Il provvedimento intende valorizzare un legame che non si è mai interrotto e che si è tradotto in iniziative e interventi concreti a favore della comunità feltrina. A sottolinearlo è la sindaca Viviana Fusaro, secondo la quale «la cittadinanza onoraria è uno dei riconoscimenti più alti che una comunità possa esprimere, perché non premia solo un percorso personale di valore, ma soprattutto un legame autentico con il territorio e con la sua storia». Un gesto che, aggiunge, vuole essere un ringraziamento a chi «anche da lontano, non ha mai smesso di sentirsi parte della nostra comunità e di lavorare, in modo concreto, per il bene del territorio».
Nel corso degli anni monsignor dal Covolo ha seguito da vicino alcune vicende significative della vita religiosa e culturale feltrina. Il suo contributo è stato determinante, nel 2010, per l’arrivo al Santuario dei Santi Vittore e Corona della reliquia insigne di San Vittore, concessa dall’arcivescovo di Praga in occasione del centenario del martirio. A questo dopo il lungo percorso che – già nel 2002 – aveva portato al riconoscimento del titolo di Basilica minore per lo stesso santuario.

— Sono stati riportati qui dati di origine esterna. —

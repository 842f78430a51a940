//! Test fixture creation for data trees and warehouses

use super::constants::*;
use sparkify_etl::etl::{run_pipeline, DriverOptions, EtlError, PipelineSummary, TracingReporter};
use sparkify_etl::warehouse::SqliteWarehouse;
use std::fs;
use std::path::{Path, PathBuf};
use tempfile::TempDir;

fn song_json(
    song_id: &str,
    title: &str,
    artist_id: &str,
    artist_name: &str,
    duration: f64,
    year: i32,
) -> String {
    format!(
        r#"{{"num_songs": 1, "artist_id": "{artist_id}", "artist_latitude": null, "artist_longitude": null, "artist_location": "", "artist_name": "{artist_name}", "song_id": "{song_id}", "title": "{title}", "duration": {duration}, "year": {year}}}"#
    )
}

fn event_json(page: &str, ts: i64, song: Option<(&str, &str, f64)>, level: &str) -> String {
    let (artist, title, length) = match song {
        Some((title, artist, length)) => (
            format!("\"{}\"", artist),
            format!("\"{}\"", title),
            length.to_string(),
        ),
        None => ("null".to_string(), "null".to_string(), "null".to_string()),
    };
    format!(
        r#"{{"artist":{artist},"auth":"Logged In","firstName":"Lily","gender":"F","itemInSession":0,"lastName":"Koch","length":{length},"level":"{level}","location":"Chicago-Naperville-Elgin, IL-IN-WI","method":"PUT","page":"{page}","registration":1541048010796.0,"sessionId":818,"song":{title},"status":200,"ts":{ts},"userAgent":"Mozilla\/5.0","userId":"{USER_ID}"}}"#
    )
}

/// A temporary `song_data` / `log_data` layout plus a database path.
pub struct DataTree {
    pub dir: TempDir,
}

impl DataTree {
    /// Three catalog files and two event-log files with two plays each.
    ///
    /// Exactly one play resolves against the catalog; the user upgrades
    /// from free to paid in the second log file.
    pub fn standard() -> Self {
        let tree = DataTree {
            dir: TempDir::new().unwrap(),
        };

        tree.write_song(
            "A/A/A/TRAAAAW128F429D538.json",
            &song_json(
                SONG_1_ID,
                SONG_1_TITLE,
                ARTIST_1_ID,
                ARTIST_1_NAME,
                SONG_1_DURATION,
                0,
            ),
        );
        tree.write_song(
            "A/B/C/TRABCEI128F424C983.json",
            &song_json(
                SONG_2_ID,
                "Der Kleine Dompfaff",
                ARTIST_2_ID,
                "Jurgen Paape",
                258.61833,
                2008,
            ),
        );
        tree.write_song(
            "B/A/A/TRBAAEH128F42B4D0D.json",
            &song_json(
                SONG_3_ID,
                "I Didn't Mean To",
                ARTIST_3_ID,
                "Casual",
                218.93179,
                0,
            ),
        );

        let first_log = [
            event_json("Home", 1541105830796, None, "free"),
            event_json(
                "NextSong",
                1541106106796,
                Some(("Unknown Song", "Unknown Artist", 100.0)),
                "free",
            ),
            event_json("Logout", 1541106107796, None, "free"),
            event_json(
                "NextSong",
                1541106106796,
                Some(("Another Unknown", "Nobody", 200.0)),
                "free",
            ),
        ];
        let second_log = [
            event_json("Home", 1542242826000, None, "paid"),
            event_json(
                "NextSong",
                RESOLVED_PLAY_TS,
                Some((SONG_1_TITLE, ARTIST_1_NAME, SONG_1_DURATION)),
                "paid",
            ),
            event_json("Settings", 1542242827000, None, "paid"),
            event_json(
                "NextSong",
                1543537327796,
                Some((SONG_1_TITLE, ARTIST_1_NAME, 1.0)),
                "paid",
            ),
        ];
        tree.write_log("2018/11/2018-11-01-events.json", &first_log.join("\n"));
        tree.write_log("2018/11/2018-11-15-events.json", &second_log.join("\n"));

        tree
    }

    pub fn song_root(&self) -> PathBuf {
        self.dir.path().join("song_data")
    }

    pub fn log_root(&self) -> PathBuf {
        self.dir.path().join("log_data")
    }

    pub fn db_path(&self) -> PathBuf {
        self.dir.path().join("sparkify.db")
    }

    pub fn write_song(&self, relative: &str, content: &str) {
        write_file(&self.song_root().join(relative), content);
    }

    pub fn write_log(&self, relative: &str, content: &str) {
        write_file(&self.log_root().join(relative), content);
    }

    pub fn open_warehouse(&self) -> SqliteWarehouse {
        SqliteWarehouse::open(self.db_path()).unwrap()
    }

    pub fn load_into(&self, warehouse: &SqliteWarehouse) -> Result<PipelineSummary, EtlError> {
        self.load_with(warehouse, DriverOptions::default())
    }

    pub fn load_with(
        &self,
        warehouse: &SqliteWarehouse,
        options: DriverOptions,
    ) -> Result<PipelineSummary, EtlError> {
        run_pipeline(
            &self.song_root(),
            &self.log_root(),
            options,
            warehouse,
            &TracingReporter,
        )
    }
}

fn write_file(path: &Path, content: &str) {
    fs::create_dir_all(path.parent().unwrap()).unwrap();
    fs::write(path, content).unwrap();
}
//! Network fetching
//!
//! [`Transport`] performs one GET and classifies the response; [`RetryingFetcher`]
//! wraps a transport with the backoff schedule. The production transport is
//! [`HttpTransport`], a pooled reqwest client shared by every worker.

use crate::config::HttpConfig;
use crate::error::{Error, Result, TransferError};
use crate::retry::{BackoffSchedule, retry_with_schedule};
use async_trait::async_trait;
use bytes::Bytes;
use futures::stream::{BoxStream, StreamExt, TryStreamExt};
use reqwest::StatusCode;
use std::sync::Arc;

/// Response body of a successful fetch
pub type ByteStream = BoxStream<'static, Result<Bytes>>;

/// One attempt at fetching a URL
///
/// Implementations return the body stream on success, [`TransferError::NotFound`]
/// when the remote says the resource does not exist, and
/// [`TransferError::Transient`] for anything worth retrying.
#[async_trait]
pub trait Transport: Send + Sync {
    /// Issue a single GET for `url`
    async fn get(&self, url: &str) -> Result<ByteStream>;
}

/// reqwest-backed [`Transport`] with a connection pool sized for many small fetches
#[derive(Clone)]
pub struct HttpTransport {
    client: reqwest::Client,
}

impl HttpTransport {
    /// Build the shared client from HTTP settings
    pub fn new(config: &HttpConfig) -> Result<Self> {
        let mut builder = reqwest::Client::builder()
            .pool_max_idle_per_host(config.max_connections_per_host)
            .connect_timeout(config.connect_timeout)
            .user_agent(config.user_agent.clone());
        if let Some(timeout) = config.request_timeout {
            builder = builder.timeout(timeout);
        }
        let client = builder.build().map_err(|e| Error::Config {
            message: format!("Failed to create HTTP client: {}", e),
            key: Some("http".to_string()),
        })?;
        Ok(Self { client })
    }
}

#[async_trait]
impl Transport for HttpTransport {
    async fn get(&self, url: &str) -> Result<ByteStream> {
        let response = self.client.get(url).send().await.map_err(|e| {
            let reason = if e.is_timeout() {
                "request timed out".to_string()
            } else if e.is_connect() {
                format!("connection failed: {}", e)
            } else {
                e.to_string()
            };
            TransferError::Transient {
                url: url.to_string(),
                reason,
            }
        })?;

        match response.status() {
            StatusCode::OK => {
                let owned_url = url.to_string();
                Ok(response
                    .bytes_stream()
                    .map_err(move |e| {
                        Error::Transfer(TransferError::Transient {
                            url: owned_url.clone(),
                            reason: format!("body read failed: {}", e),
                        })
                    })
                    .boxed())
            }
            StatusCode::NOT_FOUND => Err(TransferError::NotFound {
                url: url.to_string(),
            }
            .into()),
            status => Err(TransferError::Transient {
                url: url.to_string(),
                reason: format!("code is {}", status.as_u16()),
            }
            .into()),
        }
    }
}

/// Fetches URLs through a [`Transport`], retrying transient failures on a fixed schedule
///
/// A 404 fails fast; everything else that is not a 200 is retried until the
/// schedule runs out.
#[derive(Clone)]
pub struct RetryingFetcher {
    transport: Arc<dyn Transport>,
    schedule: BackoffSchedule,
}

impl RetryingFetcher {
    /// Create a fetcher over `transport`
    pub fn new(transport: Arc<dyn Transport>, schedule: BackoffSchedule) -> Self {
        Self {
            transport,
            schedule,
        }
    }

    /// Fetch `url`, returning its body stream or the last error
    pub async fn fetch(&self, url: &str) -> Result<ByteStream> {
        retry_with_schedule(&self.schedule, || self.transport.get(url)).await
    }
}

Accanto a questi interventi, monsignor dal Covolo ha promosso il Premio dei Santi Vittore e Corona, coinvolgendo realtà del mondo salesiano del Triveneto, e nella sua attività di studioso e docente ha più volte richiamato la figura di Vittorino da Feltre, presentandolo come riferimento della pedagogia moderna e contribuendo a mantenerne viva la memoria anche al di fuori dei confini locali. Nel 2011, in occasione dei cinquecento anni dall’incendio di Feltre, gli è stato inoltre affidato il compito di presiedere i principali eventi religiosi, e in parte civili, legati alle celebrazioni.

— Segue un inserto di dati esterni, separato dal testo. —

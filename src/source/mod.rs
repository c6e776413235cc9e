//! Remote content sources
//!
//! A [`Source`] knows how to enumerate a user's albums and conversations and how to
//! page through the media in each one. API call shapes, pagination cursors and
//! attachment parsing are the implementation's business; the pipeline only sees
//! descriptors and [`ItemFetcher`] cursors.
//!
//! Authentication or permission failures must be reported as
//! [`Error::Access`](crate::Error::Access) so callers can prompt for a new token
//! instead of treating the whole run as failed.

mod memory;

pub use memory::{MemorySource, VecItemFetcher};

use crate::error::Result;
use crate::types::{AlbumDescriptor, ConversationDescriptor, MediaItem};
use async_trait::async_trait;

/// Cursor over the media items of one album or conversation
///
/// Call [`advance`](ItemFetcher::advance) before each [`current`](ItemFetcher::current).
/// A cursor is consumed once; it does not rewind.
#[async_trait]
pub trait ItemFetcher: Send {
    /// Move to the next item, fetching the next page if needed; `false` at exhaustion
    async fn advance(&mut self) -> Result<bool>;

    /// Item under the cursor (None before the first successful advance)
    fn current(&self) -> Option<&MediaItem>;
}

/// Remote content backend
#[async_trait]
pub trait Source: Send + Sync {
    /// All albums visible with the current credentials
    async fn list_albums(&self) -> Result<Vec<AlbumDescriptor>>;

    /// Cursor over one album's items
    async fn album_items(&self, album_id: &str) -> Result<Box<dyn ItemFetcher>>;

    /// All conversations visible with the current credentials
    async fn list_conversations(&self) -> Result<Vec<ConversationDescriptor>>;

    /// Cursor over the attachments of the conversation with `peer_id`;
    /// `title` names the destination directory
    async fn conversation_items(&self, peer_id: &str, title: &str)
    -> Result<Box<dyn ItemFetcher>>;
}
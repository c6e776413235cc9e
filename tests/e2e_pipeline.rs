//! End-to-end tests: registry → dispatcher → pipeline → local storage over HTTP
//!
//! Remote media is served by a wiremock server, files land in a temp directory.

mod common;

use common::{
    fast_config, files_under, files_with_extension, registry_with_album, serve, serve_status,
    trip_item, wait_for_event,
};
use media_dumper::{Config, Event, Pipeline, Social};
use std::time::Duration;
use wiremock::MockServer;

#[tokio::test]
async fn test_duplicate_urls_in_one_album_yield_one_file() {
    let server = MockServer::start().await;
    serve(&server, "/a.jpg", b"jpeg-bytes").await;
    let url = format!("{}/a.jpg", server.uri());

    let config = fast_config();
    let registry = registry_with_album(
        &config,
        vec![
            trip_item(&url, "https://vk.com/photo1_1"),
            trip_item(&url, "https://vk.com/photo1_2"),
        ],
    );
    let pipeline = Pipeline::start(&config, registry.resolve_storage(None).unwrap()).unwrap();
    let social = Social::from_registry(&registry, "mock", "token", pipeline.handle()).unwrap();

    let temp_dir = tempfile::tempdir().unwrap();
    let out = temp_dir.path().join("out");
    let report = social.download_all_albums(&out).await.unwrap().wait().await;
    pipeline.handle().wait_idle().await;

    assert!(report.is_success());
    assert_eq!(report.items_queued, 2);
    let files = files_under(&out.join("Trip"));
    assert_eq!(files.len(), 1, "got {files:?}");
    assert_eq!(std::fs::read(&files[0]).unwrap(), b"jpeg-bytes");
    assert!(
        files[0]
            .file_name()
            .unwrap()
            .to_string_lossy()
            .starts_with("a.jpg_")
    );

    let requests = server.received_requests().await.unwrap();
    assert_eq!(requests.len(), 1);
    pipeline.shutdown().await.unwrap();
}

#[tokio::test]
async fn test_missing_media_leaves_failure_record() {
    let server = MockServer::start().await;
    serve_status(&server, "/gone.jpg", 404).await;
    serve(&server, "/ok.jpg", b"ok").await;

    let config = fast_config();
    let registry = registry_with_album(
        &config,
        vec![
            trip_item(&format!("{}/gone.jpg", server.uri()), "https://vk.com/photo5_9"),
            trip_item(&format!("{}/ok.jpg", server.uri()), "https://vk.com/photo5_10"),
        ],
    );
    let pipeline = Pipeline::start(&config, registry.resolve_storage(None).unwrap()).unwrap();
    let mut events = pipeline.subscribe();
    let social = Social::from_registry(&registry, "mock", "", pipeline.handle()).unwrap();

    let temp_dir = tempfile::tempdir().unwrap();
    social
        .download_all_albums(temp_dir.path())
        .await
        .unwrap()
        .wait()
        .await;
    pipeline.handle().wait_idle().await;

    let records = files_with_extension(temp_dir.path(), "txt");
    assert_eq!(records, vec![temp_dir.path().join("Trip").join("photo5_9.txt")]);
    assert_eq!(
        std::fs::read_to_string(&records[0]).unwrap(),
        "https://vk.com/photo5_9"
    );
    assert_eq!(files_with_extension(temp_dir.path(), "jpg").len(), 1);

    let failed = wait_for_event(&mut events, Duration::from_secs(1), |e| {
        matches!(e, Event::ItemFailed { .. })
    })
    .await;
    assert!(failed.is_some());

    // 404 is terminal: exactly one request for the missing file
    let gone_requests = server
        .received_requests()
        .await
        .unwrap()
        .into_iter()
        .filter(|r| r.url.path() == "/gone.jpg")
        .count();
    assert_eq!(gone_requests, 1);
    pipeline.shutdown().await.unwrap();
}

#[tokio::test]
async fn test_server_errors_are_retried_to_success() {
    let server = MockServer::start().await;
    wiremock::Mock::given(wiremock::matchers::method("GET"))
        .and(wiremock::matchers::path("/flaky.jpg"))
        .respond_with(wiremock::ResponseTemplate::new(502))
        .up_to_n_times(2)
        .mount(&server)
        .await;
    serve(&server, "/flaky.jpg", b"finally").await;

    let config = fast_config();
    let registry = registry_with_album(
        &config,
        vec![trip_item(&format!("{}/flaky.jpg", server.uri()), "p")],
    );
    let pipeline = Pipeline::start(&config, registry.resolve_storage(None).unwrap()).unwrap();
    let social = Social::from_registry(&registry, "mock", "", pipeline.handle()).unwrap();

    let temp_dir = tempfile::tempdir().unwrap();
    social
        .download_all_albums(temp_dir.path())
        .await
        .unwrap()
        .wait()
        .await;
    pipeline.handle().wait_idle().await;

    let files = files_under(temp_dir.path());
    assert_eq!(files.len(), 1);
    assert_eq!(std::fs::read(&files[0]).unwrap(), b"finally");
    assert_eq!(server.received_requests().await.unwrap().len(), 3);
    pipeline.shutdown().await.unwrap();
}

#[tokio::test]
async fn test_config_file_drives_pipeline() {
    let temp_dir = tempfile::tempdir().unwrap();
    let config_path = temp_dir.path().join("config.json");
    std::fs::write(
        &config_path,
        r#"{
            "pipeline": { "workers": 2, "queue_capacity": 8 },
            "retry": { "schedule": [0.01, 0.01] },
            "metadata": { "enabled": false }
        }"#,
    )
    .unwrap();

    let config = Config::from_json_file(&config_path).await.unwrap();
    assert_eq!(config.pipeline.workers, 2);
    assert_eq!(config.pipeline.queue_capacity(), 8);
    assert_eq!(config.pipeline.conversation_concurrency, 5);
    assert_eq!(config.retry.schedule.len(), 2);

    let server = MockServer::start().await;
    serve(&server, "/b.jpg", b"b").await;
    let registry = registry_with_album(&config, vec![trip_item(&format!("{}/b.jpg", server.uri()), "p")]);
    let pipeline = Pipeline::start(&config, registry.resolve_storage(Some("fs")).unwrap()).unwrap();
    let social = Social::from_registry(&registry, "mock", "", pipeline.handle()).unwrap();

    let out = temp_dir.path().join("out");
    social.download_all_albums(&out).await.unwrap().wait().await;
    pipeline.handle().wait_idle().await;

    assert_eq!(files_under(&out).len(), 1);
    pipeline.shutdown().await.unwrap();
}
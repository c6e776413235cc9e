//! Common test utilities for media-dumper integration tests

#[allow(dead_code)]
pub mod assertions;
#[allow(dead_code)]
pub mod fixtures;

#[allow(unused_imports)]
pub use assertions::*;
#[allow(unused_imports)]
pub use fixtures::*;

Anche l’assessore Maurizio Zatta evidenzia il significato del conferimento, definendolo «un riconoscimento che vuole essere, prima di tutto, un grazie pubblico a chi, pur lontano per lavoro, non ha mai smesso di sentirsi parte della comunità feltrina e di lavorare, in modo concreto, per il bene della sua Città natale». Zatta esprime inoltre una personale «riconoscenza e ammirazione per l’attività che, anche in quanto salesiano, conduce con i giovani e per i giovani», nel suo ruolo di educatore e religioso.